Most simply, a solar cell works by absorbing sunlight. The photons from the light run into the panel and are absorbed by some sort of semiconducting material. Most contemporary ones are made out of silicon, although other substances are being experimented with as semiconductors to make them more cost effective and environmentally friendly. Electrons are then freed from their host atom, and they move freely as electricity. From the solar cell, this electricity then passes through a larger array, where it is turned into direct current (DC) electricity, which may then later be converted to alternating current (AC).
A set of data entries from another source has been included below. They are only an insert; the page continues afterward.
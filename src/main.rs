use std::sync::Arc;

use cellgrader::config::Config;
use cellgrader::coordinator::JobCoordinator;
use cellgrader::server::{create_router, AppState};

#[tokio::main]
async fn main() -> Result<(), Box<dyn std::error::Error>> {
    cellgrader::tracing::init_tracing();

    let config = Config::from_env();

    if config.gemini_api_key.is_empty() {
        eprintln!("[WARN] GEMINI_API_KEY is not set; grading jobs will fail at the model call");
    }

    println!("[INFO] Judging model: {}", config.gemini_model);
    println!("[INFO] Jupyter server: {}", config.jupyter_base_url);

    let bind_addr = config.bind_addr.clone();
    let coordinator = Arc::new(JobCoordinator::new(config));
    let app = create_router(AppState { coordinator });

    let listener = tokio::net::TcpListener::bind(&bind_addr).await?;
    println!("[INFO] Listening on http://{}", bind_addr);

    axum::serve(listener, app).await?;

    Ok(())
}
//! Loading configuration snapshots from JSON, YAML and TOML.
//!
//! The loader reads an already-structured document model; it does not
//! understand vendor configuration formats. The expected shape is a
//! top-level map in which every array-valued key is a collection and every
//! array element is a map describing one entity:
//!
//! ```yaml
//! rules:
//!   - id: r1
//!     protocol: TCP
//!     source: { address: 192.168.001.0/24 }
//!     destination_port: "0443"
//! interfaces:
//!   - name: lan
//!     ipv4_address: 192.168.1.1
//! hostname: fw01          # not a collection, ignored
//! ```
//!
//! Entity fields are flattened to strings:
//! - scalars are kept as written; `null` leaves the field out
//! - nested maps become dotted keys (`source.address`)
//! - arrays of scalars are joined with `,`
//! - arrays containing maps become indexed keys (`members[0].name`)
//!
//! # Examples
//!
//! ```no_run
//! use cfgdiff::parser::load_document;
//! use std::path::Path;
//!
//! # fn example() -> Result<(), Box<dyn std::error::Error>> {
//! let doc = load_document(Path::new("firewall-2024-05.yaml"))?;
//! println!("{} entities", doc.entity_count());
//! # Ok(())
//! # }
//! ```

use crate::error::ParseError;
use crate::model::{ConfigurationDocument, Entity};
use serde_json::Value;
use std::fs;
use std::path::Path;
use tracing::debug;

/// Snapshot serialization formats.
#[derive(Debug, Clone, Copy, PartialEq, Eq)]
pub enum FormatHint {
    Json,
    Yaml,
    Toml,
}

impl FormatHint {
    /// Detects the format from a file extension.
    pub fn from_path(path: &Path) -> Option<Self> {
        let extension = path
            .extension()
            .and_then(|ext| ext.to_str())
            .map(|s| s.to_lowercase());

        match extension.as_deref() {
            Some("json") => Some(Self::Json),
            Some("yaml") | Some("yml") => Some(Self::Yaml),
            Some("toml") => Some(Self::Toml),
            _ => None,
        }
    }
}

/// Loads a snapshot file into a [`ConfigurationDocument`].
///
/// The format is detected by extension (.json, .yaml, .yml, .toml). For an
/// unknown or missing extension, JSON, YAML and TOML are tried in turn.
///
/// # Errors
///
/// - `ParseError::FileNotFound` if the file does not exist
/// - `ParseError::ReadError` if it cannot be read
/// - `ParseError::JsonError` / `YamlError` / `TomlError` on syntax errors
/// - `ParseError::UnknownFormat` if no format accepts the content
/// - `ParseError::InvalidDocument` if the content has the wrong shape
pub fn load_document(path: &Path) -> Result<ConfigurationDocument, ParseError> {
    let shown = path.to_string_lossy().to_string();

    if !path.exists() {
        return Err(ParseError::file_not_found(shown));
    }

    let content =
        fs::read_to_string(path).map_err(|e| ParseError::read_error(shown.clone(), e))?;

    debug!(path = %shown, "loading snapshot");
    parse_document(&content, FormatHint::from_path(path)).map_err(|e| e.with_path(shown))
}

/// Parses snapshot content, optionally with a known format.
pub fn parse_document(
    content: &str,
    hint: Option<FormatHint>,
) -> Result<ConfigurationDocument, ParseError> {
    let value = match hint {
        Some(FormatHint::Json) => parse_json(content)?,
        Some(FormatHint::Yaml) => parse_yaml(content)?,
        Some(FormatHint::Toml) => parse_toml(content)?,
        None => parse_json(content)
            .or_else(|_| parse_yaml(content))
            .or_else(|_| parse_toml(content))
            .map_err(|_| ParseError::unknown_format(INPUT))?,
    };
    document_from_value(value)
}

const INPUT: &str = "<input>";

fn parse_json(content: &str) -> Result<Value, ParseError> {
    serde_json::from_str(content).map_err(|e| ParseError::json_error(INPUT, e))
}

fn parse_yaml(content: &str) -> Result<Value, ParseError> {
    serde_yaml::from_str(content).map_err(|e| ParseError::yaml_error(INPUT, e))
}

fn parse_toml(content: &str) -> Result<Value, ParseError> {
    toml::from_str(content).map_err(|e| ParseError::toml_error(INPUT, e))
}

/// Builds a document from a parsed value.
pub fn document_from_value(value: Value) -> Result<ConfigurationDocument, ParseError> {
    let Value::Object(root) = value else {
        return Err(ParseError::invalid_document(
            INPUT,
            "top level must be a map of collections",
        ));
    };

    let mut doc = ConfigurationDocument::new();
    for (name, value) in root {
        let Value::Array(items) = value else {
            debug!(key = %name, "skipping non-collection key");
            continue;
        };

        let entities = items
            .into_iter()
            .enumerate()
            .map(|(position, item)| match item {
                Value::Object(map) => {
                    let mut entity = Entity::new();
                    for (key, value) in map {
                        flatten_into(&mut entity, key, value);
                    }
                    Ok(entity)
                }
                other => Err(ParseError::invalid_document(
                    INPUT,
                    format!(
                        "{}[{}] must be a map, found {}",
                        name,
                        position,
                        type_name(&other)
                    ),
                )),
            })
            .collect::<Result<Vec<_>, _>>()?;

        doc.insert_collection(name, entities);
    }

    Ok(doc)
}

fn flatten_into(entity: &mut Entity, key: String, value: Value) {
    match value {
        Value::Null => {}
        Value::Bool(b) => entity.set(key, b.to_string()),
        Value::Number(n) => entity.set(key, n.to_string()),
        Value::String(s) => entity.set(key, s),
        Value::Object(map) => {
            for (sub, value) in map {
                flatten_into(entity, format!("{}.{}", key, sub), value);
            }
        }
        Value::Array(items) => {
            if items.iter().all(is_scalar) {
                let joined: Vec<String> = items.iter().filter_map(scalar_text).collect();
                entity.set(key, joined.join(","));
            } else {
                for (i, item) in items.into_iter().enumerate() {
                    flatten_into(entity, format!("{}[{}]", key, i), item);
                }
            }
        }
    }
}

fn is_scalar(value: &Value) -> bool {
    !matches!(value, Value::Object(_) | Value::Array(_))
}

fn scalar_text(value: &Value) -> Option<String> {
    match value {
        Value::Bool(b) => Some(b.to_string()),
        Value::Number(n) => Some(n.to_string()),
        Value::String(s) => Some(s.clone()),
        _ => None,
    }
}

fn type_name(value: &Value) -> &'static str {
    match value {
        Value::Null => "null",
        Value::Bool(_) => "boolean",
        Value::Number(_) => "number",
        Value::String(_) => "string",
        Value::Array(_) => "array",
        Value::Object(_) => "map",
    }
}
The photovoltaic effect was first presented in the early-19th century. In the 1880s, the idea was put to practical use in the creation of the first solar cell, made with selenium as the semiconductor. The first one was around 1% efficient, meaning that it managed to capture 1% of the total solar energy that hit the cell.
In 1954, Bell Labs discovered that silicon could be modified slightly to make it incredibly photo-sensitive. This led to the modern revolution in photovoltaic cells, with the early silicon cells operating at around 6% efficiency. In 1958, a satellite, the Vanguard 1, was launched with them as a source of energy. This allowed the satellite to remain in geosynchronous orbit indefinitely, since it didn’t rely on a finite amount of fuel.
Through the 1970s and 1980s, solar technology continued to improve. By 1988, ones were being mass produced that were capable of 17% efficiency, and by the end of the decade, those made from both gallium arsenide and silicon had surpassed 20% efficiency. In the late 1980s, a new type of technology also appeared, using lenses to concentrate sunlight on to a single cell. This high energy density allowed for efficiencies of up to 37% at the time.
There are three main classifications of solar cells, referred to as "generations" because of when the technologies first appeared. A first generation cell is what most people think of when they think of this technology. They account for around 90% of the solar cells in the world, and have a theoretical maximum efficiency of around 33%.
A second generation solar cell is designed to be substantially cheaper and easier to produce. Using technologies such as electroplating and vapor deposition, second generation ones can be mass produced relatively cheaply. They are usually just a thin film of some sort of material, such as amorphous silicon or cadmium telluride, applied in a very thin sheet to a material like ceramic or glass.
Third generation cells take the second generation technology and tries to greatly improve their efficiency. These are the cutting edge technologies, trying new concentration methods, using extra heat to increase the voltage generated, and other technologies to work towards target efficiencies in the 30% to 60% range.